■ Problem description ■
Pull every line of the entries that has the word "MultiPolygon".

Collected data entries:
····················

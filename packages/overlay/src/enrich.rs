//! Plot enrichment: site areas and neighbour links.

use std::collections::BTreeMap;

use geo::{Area, Distance, Euclidean, MultiPolygon};
use plot_gfa_zoning_models::{Plot, PlotId};
use rstar::{AABB, RTree, RTreeObject};

use crate::index::envelope_of;

/// Planar area of a plot footprint in square metres.
#[must_use]
pub fn site_area(geometry: &MultiPolygon<f64>) -> f64 {
    geometry.unsigned_area()
}

pub(crate) struct PlotEntry<'a> {
    pub(crate) plot: &'a Plot,
    envelope: AABB<[f64; 2]>,
}

impl<'a> PlotEntry<'a> {
    pub(crate) fn new(plot: &'a Plot, margin: f64) -> Self {
        Self {
            plot,
            envelope: envelope_of(&plot.geometry, margin),
        }
    }
}

impl RTreeObject for PlotEntry<'_> {
    type Envelope = AABB<[f64; 2]>;

    fn envelope(&self) -> Self::Envelope {
        self.envelope
    }
}

/// Pairs of plots whose boundaries are at most `distance` metres apart.
///
/// Each pair appears once as `(lower id, higher id)` and the list is
/// sorted; self links never appear.
#[must_use]
pub fn neighbour_links(plots: &[Plot], distance: f64) -> Vec<(PlotId, PlotId)> {
    let margin = distance.max(0.0);
    let tree = RTree::bulk_load(
        plots
            .iter()
            .map(|plot| PlotEntry::new(plot, margin))
            .collect(),
    );

    let mut links: BTreeMap<PlotId, Vec<PlotId>> = BTreeMap::new();
    let mut count = 0_usize;

    for plot in plots {
        let query = envelope_of(&plot.geometry, margin);
        for candidate in tree.locate_in_envelope_intersecting(&query) {
            let other = candidate.plot;
            if other.id <= plot.id {
                continue;
            }
            if boundary_distance(&plot.geometry, &other.geometry) <= margin {
                links
                    .entry(plot.id.clone())
                    .or_default()
                    .push(other.id.clone());
                count += 1;
            }
        }
    }

    log::info!(
        "Found {count} neighbour pairs among {} plots (within {margin} m)",
        plots.len()
    );

    links
        .into_iter()
        .flat_map(|(a, mut others)| {
            others.sort();
            others.dedup();
            others.into_iter().map(move |b| (a.clone(), b))
        })
        .collect()
}

fn boundary_distance(a: &MultiPolygon<f64>, b: &MultiPolygon<f64>) -> f64 {
    a.0.iter()
        .flat_map(|pa| b.0.iter().map(move |pb| Euclidean.distance(pa, pb)))
        .fold(f64::INFINITY, f64::min)
}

····················

■ Written reply ■
use geo::{Area, Distance, Euclidean, MultiPolygon};
pub fn site_area(geometry: &MultiPolygon<f64>) -> f64 {
fn boundary_distance(a: &MultiPolygon<f64>, b: &MultiPolygon<f64>) -> f64 {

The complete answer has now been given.